Exercise: All lines up to and including the one that contains "pub const DEFAULT_PER_HOUR_CAP: u32 = 1;" are to be transcribed exactly, starting from the first line of the records.

Data listing:
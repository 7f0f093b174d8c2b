use std::time::Duration;

use crate::error::ConfirmationsError;

pub const DEFAULT_MAX_RETRIES: u32 = 5;
pub const DEFAULT_INITIAL_BACKOFF_SECS: u64 = 1;
pub const DEFAULT_MAX_BACKOFF_SECS: u64 = 60 * 60;
pub const DEFAULT_BACKOFF_JITTER: f64 = 0.1;
pub const DEFAULT_REQUEST_TIMEOUT_SECS: u64 = 30;
pub const DEFAULT_PAYOUT_INTERVAL_SECS: u64 = 24 * 60 * 60;
pub const DEFAULT_PER_HOUR_CAP: u32 = 1;
pub const DEFAULT_TICK_INTERVAL_SECS: u64 = 1;
/// Longest frequency-cap window
pub const MIN_AD_EVENT_RETENTION_DAYS: u64 = 28;

#[derive(Clone, Debug)]
pub struct ConfirmationsConfig {
    /// Retries allowed after the first attempt before an item is exhausted
    pub max_retries: u32,
    pub initial_backoff: Duration,
    /// Ceiling for the retry delay
    pub max_backoff: Duration,
    /// Extra random delay as a fraction of the backoff, in `[0, 1]`
    pub backoff_jitter: f64,
    pub request_timeout: Duration,
    pub payout_interval: Duration,
    /// Opted-out users still confirm, but without privacy tokens
    pub rewards_enabled: bool,
    pub per_hour_cap: u32,
    pub min_unblinded_payment_tokens_for_payout: usize,
    /// How often the background task looks for due work
    pub tick_interval: Duration,
    /// Ad events older than this are folded into lifetime tallies
    pub ad_event_retention: Duration,
}

impl Default for ConfirmationsConfig {
    fn default() -> Self {
        Self {
            max_retries: DEFAULT_MAX_RETRIES,
            initial_backoff: Duration::from_secs(DEFAULT_INITIAL_BACKOFF_SECS),
            max_backoff: Duration::from_secs(DEFAULT_MAX_BACKOFF_SECS),
            backoff_jitter: DEFAULT_BACKOFF_JITTER,
            request_timeout: Duration::from_secs(DEFAULT_REQUEST_TIMEOUT_SECS),
            payout_interval: Duration::from_secs(DEFAULT_PAYOUT_INTERVAL_SECS),
            rewards_enabled: true,
            per_hour_cap: DEFAULT_PER_HOUR_CAP,
            min_unblinded_payment_tokens_for_payout: 1,
            tick_interval: Duration::from_secs(DEFAULT_TICK_INTERVAL_SECS),
            ad_event_retention: days(MIN_AD_EVENT_RETENTION_DAYS),
        }
    }
}

impl ConfirmationsConfig {
    pub fn from_env() -> Result<Self, ConfirmationsError> {
        let defaults = Self::default();

        let config = Self {
            max_retries: env_or("CONFIRMATIONS_MAX_RETRIES", defaults.max_retries),
            initial_backoff: Duration::from_secs(env_or(
                "CONFIRMATIONS_INITIAL_BACKOFF_SECS",
                DEFAULT_INITIAL_BACKOFF_SECS,
            )),
            max_backoff: Duration::from_secs(env_or(
                "CONFIRMATIONS_MAX_BACKOFF_SECS",
                DEFAULT_MAX_BACKOFF_SECS,
            )),
            backoff_jitter: env_or("CONFIRMATIONS_BACKOFF_JITTER", defaults.backoff_jitter),
            request_timeout: Duration::from_secs(env_or(
                "CONFIRMATIONS_REQUEST_TIMEOUT_SECS",
                DEFAULT_REQUEST_TIMEOUT_SECS,
            )),
            payout_interval: Duration::from_secs(env_or(
                "CONFIRMATIONS_PAYOUT_INTERVAL_SECS",
                DEFAULT_PAYOUT_INTERVAL_SECS,
            )),
            rewards_enabled: env_or("CONFIRMATIONS_REWARDS_ENABLED", defaults.rewards_enabled),
            per_hour_cap: env_or("CONFIRMATIONS_PER_HOUR_CAP", defaults.per_hour_cap),
            min_unblinded_payment_tokens_for_payout: env_or(
                "CONFIRMATIONS_MIN_PAYMENT_TOKENS",
                defaults.min_unblinded_payment_tokens_for_payout,
            ),
            tick_interval: Duration::from_secs(env_or(
                "CONFIRMATIONS_TICK_INTERVAL_SECS",
                DEFAULT_TICK_INTERVAL_SECS,
            )),
            ad_event_retention: days(env_or(
                "CONFIRMATIONS_AD_EVENT_RETENTION_DAYS",
                MIN_AD_EVENT_RETENTION_DAYS,
            )),
        };

        config.validate()?;
        Ok(config)
    }

    pub fn validate(&self) -> Result<(), ConfirmationsError> {
        if !(0.0..=1.0).contains(&self.backoff_jitter) {
            return Err(ConfirmationsError::Config(format!(
                "backoff jitter must be within [0, 1], got {}",
                self.backoff_jitter
            )));
        }
        if self.initial_backoff.is_zero() || self.initial_backoff > self.max_backoff {
            return Err(ConfirmationsError::Config(format!(
                "initial backoff ({:?}) must be non-zero and not exceed max backoff ({:?})",
                self.initial_backoff, self.max_backoff
            )));
        }
        if self.request_timeout.is_zero() || self.tick_interval.is_zero() {
            return Err(ConfirmationsError::Config(
                "request timeout and tick interval must be non-zero".into(),
            ));
        }
        if self.payout_interval < Duration::from_secs(60) {
            return Err(ConfirmationsError::Config(
                "payout interval must be at least one minute".into(),
            ));
        }
        if self.ad_event_retention < days(MIN_AD_EVENT_RETENTION_DAYS) {
            return Err(ConfirmationsError::Config(format!(
                "ad event retention must cover the {} day cap window",
                MIN_AD_EVENT_RETENTION_DAYS
            )));
        }
        Ok(())
    }

    pub fn with_max_retries(mut self, max_retries: u32) -> Self {
        self.max_retries = max_retries;
        self
    }

    pub fn with_backoff(mut self, initial: Duration, max: Duration) -> Self {
        self.initial_backoff = initial;
        self.max_backoff = max;
        self
    }

    pub fn with_jitter(mut self, jitter: f64) -> Self {
        self.backoff_jitter = jitter;
        self
    }

    pub fn with_request_timeout(mut self, timeout: Duration) -> Self {
        self.request_timeout = timeout;
        self
    }

    pub fn with_payout_interval(mut self, interval: Duration) -> Self {
        self.payout_interval = interval;
        self
    }

    pub fn with_rewards_enabled(mut self, enabled: bool) -> Self {
        self.rewards_enabled = enabled;
        self
    }

    pub fn with_per_hour_cap(mut self, cap: u32) -> Self {
        self.per_hour_cap = cap;
        self
    }

    pub fn with_min_payment_tokens(mut self, count: usize) -> Self {
        self.min_unblinded_payment_tokens_for_payout = count;
        self
    }

    pub fn with_tick_interval(mut self, interval: Duration) -> Self {
        self.tick_interval = interval;
        self
    }

    pub fn with_ad_event_retention(mut self, retention: Duration) -> Self {
        self.ad_event_retention = retention;
        self
    }
}

fn days(count: u64) -> Duration {
    Duration::from_secs(count * 24 * 60 * 60)
}

fn env_or<T: std::str::FromStr>(name: &str, default: T) -> T {
    std::env::var(name)
        .ok()
        .and_then(|s| s.parse().ok())
        .unwrap_or(default)
}
impl<'a, T> Cursor<'a, T> {
    /// The value this cursor points at, or `None` for the end cursor.
    pub fn get(&self) -> Option<&'a T> {
        let tree = self.tree;
        self.node.map(|id| &tree.node(id).value)
    }

    /// Whether this is the end cursor.
    pub fn is_end(&self) -> bool {
        self.node.is_none()
    }

    /// Moves to the next larger value, or to the end if this was the largest. Moving the end
    /// cursor does nothing.
    ///
    /// # Examples
    ///
    /// ```
    /// use ordered_bst::ordered::Tree;
    ///
    /// let tree: Tree<_> = [20, 10, 30].into_iter().collect();
    ///
    /// let mut cursor = tree.find(&20);
    /// cursor.move_next();
    /// assert_eq!(cursor.get(), Some(&30));
    ///
    /// cursor.move_next();
    /// assert!(cursor == tree.end());
    /// ```
    pub fn move_next(&mut self) {
        if let Some(id) = self.node {
            self.node = self.tree.successor(id);
        }
    }

    /// Iterates in ascending order starting at this cursor's value.
    pub fn iter(self) -> Iter<'a, T> {
        Iter {
            cursor: self,
            remaining: None,
        }
    }
}

impl<T> Deref for Cursor<'_, T> {
    type Target = T;

    fn deref(&self) -> &T {
        self.get().expect("Cannot dereference the end cursor")
    }
}

impl<T> PartialEq for Cursor<'_, T> {
    fn eq(&self, other: &Self) -> bool {
        match (self.node, other.node) {
            (None, None) => true,
            (Some(a), Some(b)) => a == b && ptr::eq(self.tree, other.tree),
            _ => false,
        }
    }
}

impl<T> Eq for Cursor<'_, T> {}

impl<T> fmt::Debug for Cursor<'_, T>
where
    T: fmt::Debug,
{
    fn fmt(&self, f: &mut fmt::Formatter<'_>) -> fmt::Result {
        match self.get() {
            Some(value) => f.debug_tuple("Cursor").field(value).finish(),
            None => f.write_str("Cursor(end)"),
        }
    }
}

Response:
repository 7f0f093b174d8c2b
use std::time::Duration;

use crate::error::ConfirmationsError;

pub const DEFAULT_MAX_RETRIES: u32 = 5;
pub const DEFAULT_INITIAL_BACKOFF_SECS: u64 = 1;
pub const DEFAULT_MAX_BACKOFF_SECS: u64 = 60 * 60;
pub const DEFAULT_BACKOFF_JITTER: f64 = 0.1;
pub const DEFAULT_REQUEST_TIMEOUT_SECS: u64 = 30;
pub const DEFAULT_PAYOUT_INTERVAL_SECS: u64 = 24 * 60 * 60;
pub const DEFAULT_PER_HOUR_CAP: u32 = 1;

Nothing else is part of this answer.